• Dataset entries:
************

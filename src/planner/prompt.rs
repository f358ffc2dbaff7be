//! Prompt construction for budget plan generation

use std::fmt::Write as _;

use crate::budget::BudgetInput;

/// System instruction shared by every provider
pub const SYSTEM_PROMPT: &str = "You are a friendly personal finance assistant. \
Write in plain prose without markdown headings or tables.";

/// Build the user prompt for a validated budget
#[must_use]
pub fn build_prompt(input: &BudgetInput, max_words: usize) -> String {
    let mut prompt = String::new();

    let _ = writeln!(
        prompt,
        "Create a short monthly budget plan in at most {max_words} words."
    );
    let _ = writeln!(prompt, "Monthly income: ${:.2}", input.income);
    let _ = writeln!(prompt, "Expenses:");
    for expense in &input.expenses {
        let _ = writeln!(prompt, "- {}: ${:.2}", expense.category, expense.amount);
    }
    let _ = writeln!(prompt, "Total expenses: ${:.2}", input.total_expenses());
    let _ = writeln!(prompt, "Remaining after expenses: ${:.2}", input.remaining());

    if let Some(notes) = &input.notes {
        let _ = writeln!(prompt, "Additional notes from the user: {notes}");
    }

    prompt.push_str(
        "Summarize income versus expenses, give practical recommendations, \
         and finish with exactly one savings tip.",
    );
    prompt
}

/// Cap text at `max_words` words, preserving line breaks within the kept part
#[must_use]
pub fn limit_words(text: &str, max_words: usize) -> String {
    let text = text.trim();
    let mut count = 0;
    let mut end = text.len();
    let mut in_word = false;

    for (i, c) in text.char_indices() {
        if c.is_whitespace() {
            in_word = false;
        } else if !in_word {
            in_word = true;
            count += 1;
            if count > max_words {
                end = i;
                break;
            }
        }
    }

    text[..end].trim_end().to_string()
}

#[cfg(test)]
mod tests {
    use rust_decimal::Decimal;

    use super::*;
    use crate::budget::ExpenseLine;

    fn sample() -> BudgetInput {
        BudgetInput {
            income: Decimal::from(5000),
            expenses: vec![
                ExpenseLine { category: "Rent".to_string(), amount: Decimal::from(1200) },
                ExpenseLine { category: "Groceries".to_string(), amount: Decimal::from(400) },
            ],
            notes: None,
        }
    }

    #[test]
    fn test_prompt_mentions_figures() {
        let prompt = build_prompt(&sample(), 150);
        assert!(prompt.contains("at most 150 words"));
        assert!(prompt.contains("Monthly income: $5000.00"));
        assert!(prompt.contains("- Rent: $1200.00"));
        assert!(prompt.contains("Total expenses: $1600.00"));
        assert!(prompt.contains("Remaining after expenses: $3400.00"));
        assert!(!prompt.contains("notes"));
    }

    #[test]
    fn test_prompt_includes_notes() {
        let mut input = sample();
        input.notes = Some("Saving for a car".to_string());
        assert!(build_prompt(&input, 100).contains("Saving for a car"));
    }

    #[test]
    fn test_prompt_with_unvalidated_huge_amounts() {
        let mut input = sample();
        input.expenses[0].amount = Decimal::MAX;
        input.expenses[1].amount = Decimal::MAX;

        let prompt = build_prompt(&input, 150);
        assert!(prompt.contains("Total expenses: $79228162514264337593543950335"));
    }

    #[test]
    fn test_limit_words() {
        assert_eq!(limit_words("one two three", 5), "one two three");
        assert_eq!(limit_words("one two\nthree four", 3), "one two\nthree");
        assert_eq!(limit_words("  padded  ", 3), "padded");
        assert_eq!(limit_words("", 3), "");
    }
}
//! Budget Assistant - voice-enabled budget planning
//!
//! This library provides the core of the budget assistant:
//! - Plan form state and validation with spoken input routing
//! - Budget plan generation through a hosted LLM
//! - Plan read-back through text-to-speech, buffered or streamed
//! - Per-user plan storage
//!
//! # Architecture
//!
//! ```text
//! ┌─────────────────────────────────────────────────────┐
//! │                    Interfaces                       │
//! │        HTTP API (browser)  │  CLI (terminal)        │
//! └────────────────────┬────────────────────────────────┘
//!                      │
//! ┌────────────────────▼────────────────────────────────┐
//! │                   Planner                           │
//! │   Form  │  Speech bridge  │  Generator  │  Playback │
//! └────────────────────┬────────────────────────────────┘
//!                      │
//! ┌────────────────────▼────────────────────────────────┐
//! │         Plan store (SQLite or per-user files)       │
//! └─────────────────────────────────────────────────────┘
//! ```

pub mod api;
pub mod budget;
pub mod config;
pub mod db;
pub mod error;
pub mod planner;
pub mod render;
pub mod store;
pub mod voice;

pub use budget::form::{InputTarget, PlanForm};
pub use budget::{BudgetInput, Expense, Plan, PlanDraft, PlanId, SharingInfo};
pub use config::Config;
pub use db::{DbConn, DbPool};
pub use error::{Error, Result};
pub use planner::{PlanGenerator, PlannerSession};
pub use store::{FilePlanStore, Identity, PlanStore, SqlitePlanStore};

************

• What to produce:
Every entry, from the first line to the last, should be retyped exactly.

• Written response:
filename src/planner/prompt.rs
repository f358ffc2dbaff7be
//! Prompt construction for budget plan generation

use std::fmt::Write as _;

use crate::budget::BudgetInput;

/// System instruction shared by every provider
pub const SYSTEM_PROMPT: &str = "You are a friendly personal finance assistant. \
Write in plain prose without markdown headings or tables.";

/// Build the user prompt for a validated budget
#[must_use]
pub fn build_prompt(input: &BudgetInput, max_words: usize) -> String {
    let mut prompt = String::new();

    let _ = writeln!(
        prompt,
        "Create a short monthly budget plan in at most {max_words} words."
    );
    let _ = writeln!(prompt, "Monthly income: ${:.2}", input.income);
    let _ = writeln!(prompt, "Expenses:");
    for expense in &input.expenses {
        let _ = writeln!(prompt, "- {}: ${:.2}", expense.category, expense.amount);
    }
    let _ = writeln!(prompt, "Total expenses: ${:.2}", input.total_expenses());
    let _ = writeln!(prompt, "Remaining after expenses: ${:.2}", input.remaining());

    if let Some(notes) = &input.notes {
        let _ = writeln!(prompt, "Additional notes from the user: {notes}");
    }

    prompt.push_str(
        "Summarize income versus expenses, give practical recommendations, \
         and finish with exactly one savings tip.",
    );
    prompt
}

/// Cap text at `max_words` words, preserving line breaks within the kept part
#[must_use]
pub fn limit_words(text: &str, max_words: usize) -> String {
    let text = text.trim();
    let mut count = 0;
    let mut end = text.len();
    let mut in_word = false;

    for (i, c) in text.char_indices() {
        if c.is_whitespace() {
            in_word = false;
        } else if !in_word {
            in_word = true;
            count += 1;
            if count > max_words {
                end = i;
                break;
            }
        }
    }

    text[..end].trim_end().to_string()
}

#[cfg(test)]
mod tests {
    use rust_decimal::Decimal;

    use super::*;
    use crate::budget::ExpenseLine;

    fn sample() -> BudgetInput {
        BudgetInput {
            income: Decimal::from(5000),
            expenses: vec![
                ExpenseLine { category: "Rent".to_string(), amount: Decimal::from(1200) },
                ExpenseLine { category: "Groceries".to_string(), amount: Decimal::from(400) },
            ],
            notes: None,
        }
    }

    #[test]
    fn test_prompt_mentions_figures() {
        let prompt = build_prompt(&sample(), 150);
        assert!(prompt.contains("at most 150 words"));
        assert!(prompt.contains("Monthly income: $5000.00"));
        assert!(prompt.contains("- Rent: $1200.00"));
        assert!(prompt.contains("Total expenses: $1600.00"));
        assert!(prompt.contains("Remaining after expenses: $3400.00"));
        assert!(!prompt.contains("notes"));
    }

    #[test]
    fn test_prompt_includes_notes() {
        let mut input = sample();
        input.notes = Some("Saving for a car".to_string());
        assert!(build_prompt(&input, 100).contains("Saving for a car"));
    }

    #[test]
    fn test_prompt_with_unvalidated_huge_amounts() {
        let mut input = sample();
        input.expenses[0].amount = Decimal::MAX;
        input.expenses[1].amount = Decimal::MAX;

        let prompt = build_prompt(&input, 150);
        assert!(prompt.contains("Total expenses: $79228162514264337593543950335"));
    }

    #[test]
    fn test_limit_words() {
        assert_eq!(limit_words("one two three", 5), "one two three");
        assert_eq!(limit_words("one two\nthree four", 3), "one two\nthree");
        assert_eq!(limit_words("  padded  ", 3), "padded");
        assert_eq!(limit_words("", 3), "");
    }
}
//! Budget Assistant - voice-enabled budget planning
//!
//! This library provides the core of the budget assistant:
//! - Plan form state and validation with spoken input routing
//! - Budget plan generation through a hosted LLM
//! - Plan read-back through text-to-speech, buffered or streamed
//! - Per-user plan storage
//!
//! # Architecture
//!
//! ```text
//! ┌─────────────────────────────────────────────────────┐
//! │                    Interfaces                       │
//! │        HTTP API (browser)  │  CLI (terminal)        │
//! └────────────────────┬────────────────────────────────┘
//!                      │
//! ┌────────────────────▼────────────────────────────────┐
//! │                   Planner                           │
//! │   Form  │  Speech bridge  │  Generator  │  Playback │
//! └────────────────────┬────────────────────────────────┘
//!                      │
//! ┌────────────────────▼────────────────────────────────┐
//! │         Plan store (SQLite or per-user files)       │
//! └─────────────────────────────────────────────────────┘
//! ```

pub mod api;
pub mod budget;
pub mod config;
pub mod db;
pub mod error;
pub mod planner;
pub mod render;
pub mod store;
pub mod voice;

pub use budget::form::{InputTarget, PlanForm};
pub use budget::{BudgetInput, Expense, Plan, PlanDraft, PlanId, SharingInfo};
pub use config::Config;
pub use db::{DbConn, DbPool};
pub use error::{Error, Result};
pub use planner::{PlanGenerator, PlannerSession};
pub use store::{FilePlanStore, Identity, PlanStore, SqlitePlanStore};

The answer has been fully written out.